[Start of Attachment]
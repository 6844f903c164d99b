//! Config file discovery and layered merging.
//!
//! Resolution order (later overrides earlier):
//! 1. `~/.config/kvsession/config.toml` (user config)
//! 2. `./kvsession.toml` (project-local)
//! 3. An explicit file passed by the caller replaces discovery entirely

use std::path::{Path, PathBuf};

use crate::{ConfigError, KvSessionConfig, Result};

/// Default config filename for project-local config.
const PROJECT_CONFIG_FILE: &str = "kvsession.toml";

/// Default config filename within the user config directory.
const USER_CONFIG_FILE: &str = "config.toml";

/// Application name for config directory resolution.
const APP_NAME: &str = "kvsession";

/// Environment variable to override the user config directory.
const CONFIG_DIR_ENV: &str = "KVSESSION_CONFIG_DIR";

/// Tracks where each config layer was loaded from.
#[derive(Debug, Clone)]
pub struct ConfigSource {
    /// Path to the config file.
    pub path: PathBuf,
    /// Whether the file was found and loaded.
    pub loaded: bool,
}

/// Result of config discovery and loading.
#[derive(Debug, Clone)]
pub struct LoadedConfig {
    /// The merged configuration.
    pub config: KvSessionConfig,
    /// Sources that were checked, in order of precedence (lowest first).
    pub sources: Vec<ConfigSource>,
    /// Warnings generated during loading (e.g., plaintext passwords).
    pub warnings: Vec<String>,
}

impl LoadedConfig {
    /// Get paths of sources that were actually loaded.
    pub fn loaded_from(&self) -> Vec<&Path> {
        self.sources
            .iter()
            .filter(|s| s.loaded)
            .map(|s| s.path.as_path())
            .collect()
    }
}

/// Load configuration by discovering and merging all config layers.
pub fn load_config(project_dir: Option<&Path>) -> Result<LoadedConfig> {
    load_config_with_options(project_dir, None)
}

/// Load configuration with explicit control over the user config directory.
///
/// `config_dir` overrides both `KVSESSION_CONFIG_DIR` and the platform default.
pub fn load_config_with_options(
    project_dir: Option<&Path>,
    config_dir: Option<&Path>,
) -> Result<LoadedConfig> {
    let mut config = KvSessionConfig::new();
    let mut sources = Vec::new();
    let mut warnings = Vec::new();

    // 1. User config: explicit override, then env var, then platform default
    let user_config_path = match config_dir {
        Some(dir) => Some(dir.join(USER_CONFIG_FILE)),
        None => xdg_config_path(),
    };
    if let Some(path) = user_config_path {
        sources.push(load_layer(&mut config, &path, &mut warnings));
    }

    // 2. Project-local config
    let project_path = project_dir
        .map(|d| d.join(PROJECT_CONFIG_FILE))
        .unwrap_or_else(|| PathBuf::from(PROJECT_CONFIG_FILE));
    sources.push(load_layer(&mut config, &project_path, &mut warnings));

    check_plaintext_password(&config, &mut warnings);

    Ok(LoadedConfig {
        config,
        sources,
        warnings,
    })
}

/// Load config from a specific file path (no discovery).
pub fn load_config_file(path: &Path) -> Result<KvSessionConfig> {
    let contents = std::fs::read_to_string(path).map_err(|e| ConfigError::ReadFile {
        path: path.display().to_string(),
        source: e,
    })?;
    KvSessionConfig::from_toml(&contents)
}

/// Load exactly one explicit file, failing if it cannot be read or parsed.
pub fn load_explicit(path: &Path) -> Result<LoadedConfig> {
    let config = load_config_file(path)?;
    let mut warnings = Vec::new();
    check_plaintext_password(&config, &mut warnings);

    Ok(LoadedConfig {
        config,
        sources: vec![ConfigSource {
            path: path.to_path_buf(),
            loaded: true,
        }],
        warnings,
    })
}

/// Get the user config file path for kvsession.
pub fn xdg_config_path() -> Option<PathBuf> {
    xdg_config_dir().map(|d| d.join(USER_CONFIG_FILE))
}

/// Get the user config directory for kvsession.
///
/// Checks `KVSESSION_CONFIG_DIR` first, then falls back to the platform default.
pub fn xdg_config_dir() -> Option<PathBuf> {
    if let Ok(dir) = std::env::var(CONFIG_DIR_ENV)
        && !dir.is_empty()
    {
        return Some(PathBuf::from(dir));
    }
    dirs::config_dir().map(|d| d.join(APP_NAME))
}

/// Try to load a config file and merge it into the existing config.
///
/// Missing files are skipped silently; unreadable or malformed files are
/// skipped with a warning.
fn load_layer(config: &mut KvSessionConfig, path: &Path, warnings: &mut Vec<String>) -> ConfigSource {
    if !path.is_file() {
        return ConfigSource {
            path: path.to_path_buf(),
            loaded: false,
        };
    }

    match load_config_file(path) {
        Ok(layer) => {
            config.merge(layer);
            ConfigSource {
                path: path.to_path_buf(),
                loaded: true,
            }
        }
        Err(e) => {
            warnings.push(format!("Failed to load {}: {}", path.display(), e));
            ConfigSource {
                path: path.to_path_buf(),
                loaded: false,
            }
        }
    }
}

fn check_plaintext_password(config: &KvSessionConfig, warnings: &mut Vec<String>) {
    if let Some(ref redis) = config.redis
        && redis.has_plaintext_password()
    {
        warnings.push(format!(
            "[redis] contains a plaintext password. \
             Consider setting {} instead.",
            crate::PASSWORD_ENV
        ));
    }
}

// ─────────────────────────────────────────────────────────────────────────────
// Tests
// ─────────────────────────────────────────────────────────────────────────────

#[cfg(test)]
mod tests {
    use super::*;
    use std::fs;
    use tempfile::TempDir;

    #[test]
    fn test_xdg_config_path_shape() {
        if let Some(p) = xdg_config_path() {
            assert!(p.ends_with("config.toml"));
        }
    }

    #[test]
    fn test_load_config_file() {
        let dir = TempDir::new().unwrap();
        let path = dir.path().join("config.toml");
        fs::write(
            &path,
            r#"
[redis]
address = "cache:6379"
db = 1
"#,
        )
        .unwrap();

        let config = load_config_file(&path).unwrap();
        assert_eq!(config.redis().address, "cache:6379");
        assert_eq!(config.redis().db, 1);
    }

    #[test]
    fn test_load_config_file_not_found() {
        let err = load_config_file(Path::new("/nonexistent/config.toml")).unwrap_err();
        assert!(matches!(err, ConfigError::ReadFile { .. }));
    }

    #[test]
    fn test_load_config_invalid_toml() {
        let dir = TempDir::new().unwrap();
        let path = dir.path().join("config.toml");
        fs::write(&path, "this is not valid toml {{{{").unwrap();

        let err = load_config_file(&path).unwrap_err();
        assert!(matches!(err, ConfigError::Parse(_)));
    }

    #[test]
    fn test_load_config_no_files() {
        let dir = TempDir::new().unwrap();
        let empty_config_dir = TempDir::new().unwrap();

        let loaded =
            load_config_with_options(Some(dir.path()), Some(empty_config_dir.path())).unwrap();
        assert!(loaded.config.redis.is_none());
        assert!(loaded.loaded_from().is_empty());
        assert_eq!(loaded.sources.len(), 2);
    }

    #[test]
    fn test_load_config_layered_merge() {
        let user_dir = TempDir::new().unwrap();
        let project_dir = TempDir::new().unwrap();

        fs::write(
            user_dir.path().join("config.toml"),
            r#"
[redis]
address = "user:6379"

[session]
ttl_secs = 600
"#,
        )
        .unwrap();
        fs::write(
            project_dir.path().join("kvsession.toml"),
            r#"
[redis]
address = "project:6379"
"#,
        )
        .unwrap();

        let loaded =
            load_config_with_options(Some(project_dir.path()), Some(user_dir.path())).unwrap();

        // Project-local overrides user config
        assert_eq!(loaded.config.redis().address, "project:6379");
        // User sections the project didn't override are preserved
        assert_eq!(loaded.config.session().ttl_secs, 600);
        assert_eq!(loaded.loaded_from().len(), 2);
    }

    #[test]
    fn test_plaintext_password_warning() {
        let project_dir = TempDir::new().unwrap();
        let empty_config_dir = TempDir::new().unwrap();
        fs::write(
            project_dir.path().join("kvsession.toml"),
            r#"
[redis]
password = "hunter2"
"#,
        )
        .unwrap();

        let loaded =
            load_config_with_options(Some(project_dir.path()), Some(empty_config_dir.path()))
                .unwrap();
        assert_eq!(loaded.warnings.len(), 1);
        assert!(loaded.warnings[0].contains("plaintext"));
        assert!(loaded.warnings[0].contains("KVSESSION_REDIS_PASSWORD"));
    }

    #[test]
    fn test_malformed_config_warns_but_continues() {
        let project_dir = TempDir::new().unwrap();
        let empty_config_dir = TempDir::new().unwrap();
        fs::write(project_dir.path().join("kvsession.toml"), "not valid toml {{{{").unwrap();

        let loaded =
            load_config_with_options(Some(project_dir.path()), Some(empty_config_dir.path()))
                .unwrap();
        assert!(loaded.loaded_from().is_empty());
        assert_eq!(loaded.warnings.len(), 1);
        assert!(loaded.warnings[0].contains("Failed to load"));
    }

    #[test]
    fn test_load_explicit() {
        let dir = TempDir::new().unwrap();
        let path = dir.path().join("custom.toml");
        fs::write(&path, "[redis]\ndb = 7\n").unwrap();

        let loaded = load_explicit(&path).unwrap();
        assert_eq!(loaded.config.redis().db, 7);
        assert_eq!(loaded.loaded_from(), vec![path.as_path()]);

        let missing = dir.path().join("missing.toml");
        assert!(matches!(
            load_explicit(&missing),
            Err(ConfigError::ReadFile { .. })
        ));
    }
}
[End of Attachment]
Problem details: Filter the entries above down to the lines that hold the word "overrides", and copy those lines.

Answer space:
//! Resolution order (later overrides earlier):
/// `config_dir` overrides both `KVSESSION_CONFIG_DIR` and the platform default.
        // Project-local overrides user config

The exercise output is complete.